▶ Provided entries
- Opening Delimiter -

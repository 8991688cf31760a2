//! Keyword & Domain Matching
//!
//! Keywords are matched as case-insensitive substrings of the corpus with no
//! word-boundary check ("sales" also hits "wholesales"). Domains match on
//! equality or a dot-suffixed subdomain.

/// Trim, lowercase, drop a trailing root dot
pub fn normalize_domain(domain: &str) -> String {
    domain.trim().trim_end_matches('.').to_lowercase()
}

/// `candidate` equals `domain` or is a subdomain of it
pub fn domain_matches(candidate: &str, domain: &str) -> bool {
    let candidate = normalize_domain(candidate);
    let domain = normalize_domain(domain);
    if candidate.is_empty() || domain.is_empty() {
        return false;
    }
    candidate == domain || candidate.ends_with(&format!(".{}", domain))
}

/// Keywords from `list` contained in the (already lowercased) corpus.
/// Reported once each, in list order, using the configured spelling.
pub fn match_keywords(corpus: &str, list: &[String]) -> Vec<String> {
    let mut hits: Vec<String> = Vec::new();
    for keyword in list {
        let needle = keyword.trim().to_lowercase();
        if needle.is_empty() {
            continue;
        }
        if corpus.contains(&needle) && !hits.iter().any(|h| h.trim().to_lowercase() == needle) {
            hits.push(keyword.trim().to_string());
        }
    }
    hits
}

/// Configured domains matched by any candidate, each reported once
pub fn match_domains(candidates: &[String], list: &[String]) -> Vec<String> {
    let mut hits: Vec<String> = Vec::new();
    for domain in list {
        let normalized = normalize_domain(domain);
        if normalized.is_empty() || hits.contains(&normalized) {
            continue;
        }
        if candidates.iter().any(|c| domain_matches(c, &normalized)) {
            hits.push(normalized);
        }
    }
    hits
}
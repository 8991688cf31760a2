//! URL, Hostname & Email Domain Extraction

use once_cell::sync::Lazy;
use regex::Regex;
use url::Url;

use crate::constants::SCHEDULING_DOMAINS;
use super::matching::{domain_matches, normalize_domain};

/// `http(s)://` tokens; stops at whitespace, quotes, brackets and CJK punctuation
static URL_RE: Lazy<Regex> = Lazy::new(|| {
    Regex::new(r#"https?://[^\s"'<>()\[\]{}、。「」（）]+"#).expect("valid url regex")
});

/// Fallback authority capture used when the strict parser rejects a token
static AUTHORITY_RE: Lazy<Regex> = Lazy::new(|| {
    Regex::new(r"^https?://(?:[^@/?#\s]*@)?([^/?#:\s]+)").expect("valid authority regex")
});

/// Domain portion of `local@domain` tokens
static EMAIL_RE: Lazy<Regex> = Lazy::new(|| {
    Regex::new(r"[a-z0-9._%+\-]+@([a-z0-9\-]+(?:\.[a-z0-9\-]+)+)").expect("valid email regex")
});

/// All `http(s)://` tokens in the corpus, deduplicated in order of appearance
pub fn extract_urls(corpus: &str) -> Vec<String> {
    let mut urls: Vec<String> = Vec::new();
    for m in URL_RE.find_iter(corpus) {
        let token = m.as_str().to_string();
        if !urls.contains(&token) {
            urls.push(token);
        }
    }
    urls
}

/// Hostname of a URL token: strict parse first, then the authority regex.
/// `None` means the token is unparseable and is left out of the host set.
pub fn hostname_of(token: &str) -> Option<String> {
    if let Ok(url) = Url::parse(token) {
        if let Some(host) = url.host_str() {
            return Some(normalize_domain(host));
        }
    }

    AUTHORITY_RE
        .captures(token)
        .and_then(|caps| caps.get(1))
        .map(|m| normalize_domain(m.as_str()))
        .filter(|host| !host.is_empty())
}

/// True if the host is (a subdomain of) a built-in scheduling service
pub fn is_scheduling_host(host: &str) -> bool {
    SCHEDULING_DOMAINS.iter().any(|domain| domain_matches(host, domain))
}

/// Lowercased, deduplicated email domains found in the corpus
pub fn extract_email_domains(corpus: &str) -> Vec<String> {
    let mut domains: Vec<String> = Vec::new();
    for caps in EMAIL_RE.captures_iter(corpus) {
        if let Some(m) = caps.get(1) {
            let domain = m.as_str().to_lowercase();
            if !domains.contains(&domain) {
                domains.push(domain);
            }
        }
    }
    domains
}

#[cfg(test)]
mod tests {
    use super::*;

    #[test]
    fn test_extract_urls_dedup_and_stop_chars() {
        let corpus = "see https://example.com/a。and http://foo.jp/x https://example.com/a";
        assert_eq!(extract_urls(corpus), vec!["https://example.com/a", "http://foo.jp/x"]);
    }

    #[test]
    fn test_hostname_strict_parse() {
        assert_eq!(hostname_of("https://www.calendly.com/taro").as_deref(), Some("www.calendly.com"));
        assert_eq!(hostname_of("http://user@example.com:8080/x").as_deref(), Some("example.com"));
    }

    #[test]
    fn test_hostname_fallback_and_drop() {
        // invalid port makes the strict parser fail, authority regex still finds the host
        assert_eq!(hostname_of("http://example.com:99999999/x").as_deref(), Some("example.com"));
        assert_eq!(hostname_of("https://"), None);
    }

    #[test]
    fn test_scheduling_host_matching() {
        assert!(is_scheduling_host("calendly.com"));
        assert!(is_scheduling_host("meetings.hubspot.com"));
        assert!(!is_scheduling_host("notcalendly.com"));
        assert!(!is_scheduling_host("calendly.com.evil.net"));
    }

    #[test]
    fn test_email_domains() {
        let corpus = "contact: taro@sales.example.co.jp or hanako@example.co.jp, taro@sales.example.co.jp";
        assert_eq!(extract_email_domains(corpus), vec!["sales.example.co.jp", "example.co.jp"]);
    }
}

- Closing Delimiter -

▶ What this task involves
A word-for-word copy of all the entries above is required.

▶ Response box
repository 8991688cf31760a2
//! Keyword & Domain Matching
//!
//! Keywords are matched as case-insensitive substrings of the corpus with no
//! word-boundary check ("sales" also hits "wholesales"). Domains match on
//! equality or a dot-suffixed subdomain.

/// Trim, lowercase, drop a trailing root dot
pub fn normalize_domain(domain: &str) -> String {
    domain.trim().trim_end_matches('.').to_lowercase()
}

/// `candidate` equals `domain` or is a subdomain of it
pub fn domain_matches(candidate: &str, domain: &str) -> bool {
    let candidate = normalize_domain(candidate);
    let domain = normalize_domain(domain);
    if candidate.is_empty() || domain.is_empty() {
        return false;
    }
    candidate == domain || candidate.ends_with(&format!(".{}", domain))
}

/// Keywords from `list` contained in the (already lowercased) corpus.
/// Reported once each, in list order, using the configured spelling.
pub fn match_keywords(corpus: &str, list: &[String]) -> Vec<String> {
    let mut hits: Vec<String> = Vec::new();
    for keyword in list {
        let needle = keyword.trim().to_lowercase();
        if needle.is_empty() {
            continue;
        }
        if corpus.contains(&needle) && !hits.iter().any(|h| h.trim().to_lowercase() == needle) {
            hits.push(keyword.trim().to_string());
        }
    }
    hits
}

/// Configured domains matched by any candidate, each reported once
pub fn match_domains(candidates: &[String], list: &[String]) -> Vec<String> {
    let mut hits: Vec<String> = Vec::new();
    for domain in list {
        let normalized = normalize_domain(domain);
        if normalized.is_empty() || hits.contains(&normalized) {
            continue;
        }
        if candidates.iter().any(|c| domain_matches(c, &normalized)) {
            hits.push(normalized);
        }
    }
    hits
}
repository 8991688cf31760a2
//! URL, Hostname & Email Domain Extraction

use once_cell::sync::Lazy;
use regex::Regex;
use url::Url;

use crate::constants::SCHEDULING_DOMAINS;
use super::matching::{domain_matches, normalize_domain};

/// `http(s)://` tokens; stops at whitespace, quotes, brackets and CJK punctuation
static URL_RE: Lazy<Regex> = Lazy::new(|| {
    Regex::new(r#"https?://[^\s"'<>()\[\]{}、。「」（）]+"#).expect("valid url regex")
});

/// Fallback authority capture used when the strict parser rejects a token
static AUTHORITY_RE: Lazy<Regex> = Lazy::new(|| {
    Regex::new(r"^https?://(?:[^@/?#\s]*@)?([^/?#:\s]+)").expect("valid authority regex")
});

/// Domain portion of `local@domain` tokens
static EMAIL_RE: Lazy<Regex> = Lazy::new(|| {
    Regex::new(r"[a-z0-9._%+\-]+@([a-z0-9\-]+(?:\.[a-z0-9\-]+)+)").expect("valid email regex")
});

/// All `http(s)://` tokens in the corpus, deduplicated in order of appearance
pub fn extract_urls(corpus: &str) -> Vec<String> {
    let mut urls: Vec<String> = Vec::new();
    for m in URL_RE.find_iter(corpus) {
        let token = m.as_str().to_string();
        if !urls.contains(&token) {
            urls.push(token);
        }
    }
    urls
}

/// Hostname of a URL token: strict parse first, then the authority regex.
/// `None` means the token is unparseable and is left out of the host set.
pub fn hostname_of(token: &str) -> Option<String> {
    if let Ok(url) = Url::parse(token) {
        if let Some(host) = url.host_str() {
            return Some(normalize_domain(host));
        }
    }

    AUTHORITY_RE
        .captures(token)
        .and_then(|caps| caps.get(1))
        .map(|m| normalize_domain(m.as_str()))
        .filter(|host| !host.is_empty())
}

/// True if the host is (a subdomain of) a built-in scheduling service
pub fn is_scheduling_host(host: &str) -> bool {
    SCHEDULING_DOMAINS.iter().any(|domain| domain_matches(host, domain))
}

/// Lowercased, deduplicated email domains found in the corpus
pub fn extract_email_domains(corpus: &str) -> Vec<String> {
    let mut domains: Vec<String> = Vec::new();
    for caps in EMAIL_RE.captures_iter(corpus) {
        if let Some(m) = caps.get(1) {
            let domain = m.as_str().to_lowercase();
            if !domains.contains(&domain) {
                domains.push(domain);
            }
        }
    }
    domains
}

#[cfg(test)]
mod tests {
    use super::*;

    #[test]
    fn test_extract_urls_dedup_and_stop_chars() {
        let corpus = "see https://example.com/a。and http://foo.jp/x https://example.com/a";
        assert_eq!(extract_urls(corpus), vec!["https://example.com/a", "http://foo.jp/x"]);
    }

    #[test]
    fn test_hostname_strict_parse() {
        assert_eq!(hostname_of("https://www.calendly.com/taro").as_deref(), Some("www.calendly.com"));
        assert_eq!(hostname_of("http://user@example.com:8080/x").as_deref(), Some("example.com"));
    }

    #[test]
    fn test_hostname_fallback_and_drop() {
        // invalid port makes the strict parser fail, authority regex still finds the host
        assert_eq!(hostname_of("http://example.com:99999999/x").as_deref(), Some("example.com"));
        assert_eq!(hostname_of("https://"), None);
    }

    #[test]
    fn test_scheduling_host_matching() {
        assert!(is_scheduling_host("calendly.com"));
        assert!(is_scheduling_host("meetings.hubspot.com"));
        assert!(!is_scheduling_host("notcalendly.com"));
        assert!(!is_scheduling_host("calendly.com.evil.net"));
    }

    #[test]
    fn test_email_domains() {
        let corpus = "contact: taro@sales.example.co.jp or hanako@example.co.jp, taro@sales.example.co.jp";
        assert_eq!(extract_email_domains(corpus), vec!["sales.example.co.jp", "example.co.jp"]);
    }
}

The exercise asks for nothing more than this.